D’un geste souple malgré son uniforme alourdi de boue, André-Pierre jaillit de la tranchée. Sans le contexte, il se réjouirait presque de faire enfin un peu d’exercice. À dix-sept ans, et sportif avec ça, il est difficile de rester inactif, coincé dans un couloir de terre qui ressemble à un cloaque. Il vient d’être incorporé à l’armée à sa demande, pour servir son pays. Quelques jours de formation seulement, et le voici au front, déjà en première ligne.

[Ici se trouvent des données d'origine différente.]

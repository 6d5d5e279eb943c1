// Copyright (c) 2025-2026 Adrian Robinson. Licensed under the AGPL-3.0.
// See LICENSE file in the project root for full license text.

//! Sync state machine transitions.
//!
//! The sync machine moves a registry row through
//! `pending → started → synced | failed`, with `mark_pending` cycling
//! terminal rows back for a resync. Every transition is a single guarded
//! UPDATE, so a stale caller loses the race instead of clobbering newer
//! state.
//!
//! The verification machine rides along: a row's verification state only
//! means something while the row is synced, so sync transitions park
//! verification in `verification_disabled` whenever the row leaves `synced`.
//! The one exception is a sync failure caused by verification itself, which
//! keeps `verification_failed` so the verification retry schedule survives
//! the re-transfer.

use crate::backoff;
use crate::error::Result;
use crate::registry::{failure_message, Registry, SyncState, VerificationState};
use crate::replicator::Replicator;
use crate::store::{execute_with_retry, now_ms, RegistryStore};
use tracing::{debug, warn};

impl RegistryStore {
    /// Claim a row for syncing: `pending` or `failed` becomes `started`.
    ///
    /// Returns `false` when the row was not in a claimable state, which is
    /// how a concurrent claimer learns it lost the race. `last_synced_at` is
    /// stamped on claim so the timeout reaper can spot abandoned attempts.
    pub async fn start_sync(&self, registry: &mut Registry) -> Result<bool> {
        let pool = self.pool();
        let id = registry.id;
        let now = now_ms();

        let result = execute_with_retry("start_sync", || async move {
            sqlx::query(
                "UPDATE registries SET state = ?, last_synced_at = ? \
                 WHERE id = ? AND state IN (?, ?)",
            )
            .bind(SyncState::Started.as_i16())
            .bind(now)
            .bind(id)
            .bind(SyncState::Pending.as_i16())
            .bind(SyncState::Failed.as_i16())
            .execute(pool)
            .await
        })
        .await?;

        let claimed = result.rows_affected() > 0;
        if claimed {
            self.log_sync_transition(registry, SyncState::Started);
        } else {
            debug!(
                registry_id = id,
                state = %registry.sync_state(),
                "Sync claim lost, row not pending or failed"
            );
        }
        self.reload(registry).await?;
        Ok(claimed)
    }

    /// Record a successful sync.
    ///
    /// Guarded against clobbering: only a row still in `started` moves to
    /// `synced`, so a reaper that already failed the row wins. On success the
    /// retry bookkeeping is cleared and verification is kicked off - to
    /// `verification_pending` when the replicator allows it, otherwise
    /// `verification_disabled`.
    pub async fn mark_synced(
        &self,
        registry: &mut Registry,
        replicator: &dyn Replicator,
    ) -> Result<bool> {
        let pool = self.pool();
        let id = registry.id;
        let now = now_ms();
        let verification_target = if replicator.ready_to_verify() {
            VerificationState::Pending
        } else {
            VerificationState::Disabled
        };

        let result = execute_with_retry("mark_synced", || async move {
            sqlx::query(
                "UPDATE registries SET \
                     state = ?, \
                     retry_count = 0, \
                     retry_at = NULL, \
                     last_sync_failure = NULL, \
                     last_synced_at = ?, \
                     verification_state = ? \
                 WHERE id = ? AND state = ?",
            )
            .bind(SyncState::Synced.as_i16())
            .bind(now)
            .bind(verification_target.as_i16())
            .bind(id)
            .bind(SyncState::Started.as_i16())
            .execute(pool)
            .await
        })
        .await?;

        let applied = result.rows_affected() > 0;
        if applied {
            self.log_sync_transition(registry, SyncState::Synced);
        } else {
            debug!(
                registry_id = id,
                "Sync success ignored, row no longer started"
            );
        }
        self.reload(registry).await?;
        Ok(applied)
    }

    /// Record a failed sync attempt.
    ///
    /// Composes and truncates the failure message, bumps the retry counter
    /// and schedules the next attempt with capped backoff (four hours instead
    /// of one when the record is missing on the primary). Verification is
    /// parked in `verification_disabled` unless it is already
    /// `verification_failed`, in which case its own retry schedule is kept.
    pub async fn mark_failed(
        &self,
        registry: &mut Registry,
        message: &str,
        error: Option<&str>,
        missing_on_primary: bool,
    ) -> Result<()> {
        let pool = self.pool();
        let id = registry.id;
        let failure = failure_message(message, error);
        let retry_count = registry.retry_count + 1;
        let retry_at = backoff::next_sync_retry_at(retry_count, missing_on_primary);

        execute_with_retry("mark_failed", || {
            let failure = failure.clone();
            async move {
                sqlx::query(
                    "UPDATE registries SET \
                         state = ?, \
                         last_sync_failure = ?, \
                         retry_count = ?, \
                         retry_at = ?, \
                         verification_state = CASE WHEN verification_state = ? \
                             THEN verification_state ELSE ? END \
                     WHERE id = ?",
                )
                .bind(SyncState::Failed.as_i16())
                .bind(&failure)
                .bind(retry_count)
                .bind(retry_at.timestamp_millis())
                .bind(VerificationState::Failed.as_i16())
                .bind(VerificationState::Disabled.as_i16())
                .bind(id)
                .execute(pool)
                .await
            }
        })
        .await?;

        warn!(
            registry_id = id,
            model_record_id = registry.model_record_id,
            failure = %failure,
            retry_count,
            missing_on_primary,
            "Sync failed"
        );
        crate::metrics::record_sync_transition("failed");
        self.reload(registry).await?;
        Ok(())
    }

    /// Request a resync: a terminal row (`synced` or `failed`) goes back to
    /// `pending` with its retry bookkeeping cleared, and verification is
    /// disabled until the new transfer lands. `last_synced_at` is cleared
    /// too, but the row is still distinguishable from a brand new one by its
    /// verification history.
    pub async fn mark_pending(&self, registry: &mut Registry) -> Result<bool> {
        let pool = self.pool();
        let id = registry.id;

        let result = execute_with_retry("mark_pending", || async move {
            sqlx::query(
                "UPDATE registries SET \
                     state = ?, \
                     retry_count = 0, \
                     retry_at = NULL, \
                     last_sync_failure = NULL, \
                     last_synced_at = NULL, \
                     verification_state = ? \
                 WHERE id = ? AND state IN (?, ?)",
            )
            .bind(SyncState::Pending.as_i16())
            .bind(VerificationState::Disabled.as_i16())
            .bind(id)
            .bind(SyncState::Synced.as_i16())
            .bind(SyncState::Failed.as_i16())
            .execute(pool)
            .await
        })
        .await?;

        let applied = result.rows_affected() > 0;
        if applied {
            self.log_sync_transition(registry, SyncState::Pending);
        } else {
            debug!(
                registry_id = id,
                state = %registry.sync_state(),
                "Resync request ignored, row not in a terminal state"
            );
        }
        self.reload(registry).await?;
        Ok(applied)
    }

    fn log_sync_transition(&self, registry: &Registry, to: SyncState) {
        debug!(
            registry_id = registry.id,
            model_record_id = registry.model_record_id,
            from = %registry.sync_state(),
            to = %to,
            "Sync state transition"
        );
        crate::metrics::record_sync_transition(match to {
            SyncState::Pending => "pending",
            SyncState::Started => "started",
            SyncState::Synced => "synced",
            SyncState::Failed => "failed",
        });
    }
}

Lorsque le jeune homme part à l’attaque, les premiers obus éclatent. Assourdissants et terrifiants. En quelques secondes, l’air est saturé de fumée, de gerbes de terre et d’odeur de chair brûlée. André-Pierre rentre la tête dans ses épaules, serre plus fort son fusil et allonge la foulée. Ne plus penser à rien. Se concentrer sur les aspérités du terrain, les obstacles à venir. Instinctivement, il compte ses pas. Comme à l’entraînement. À droite, il évite une motte de terre. Devant, il saute par-dessus

1. Le cross-country consiste en une course de 10 km environ, sur terrain naturel.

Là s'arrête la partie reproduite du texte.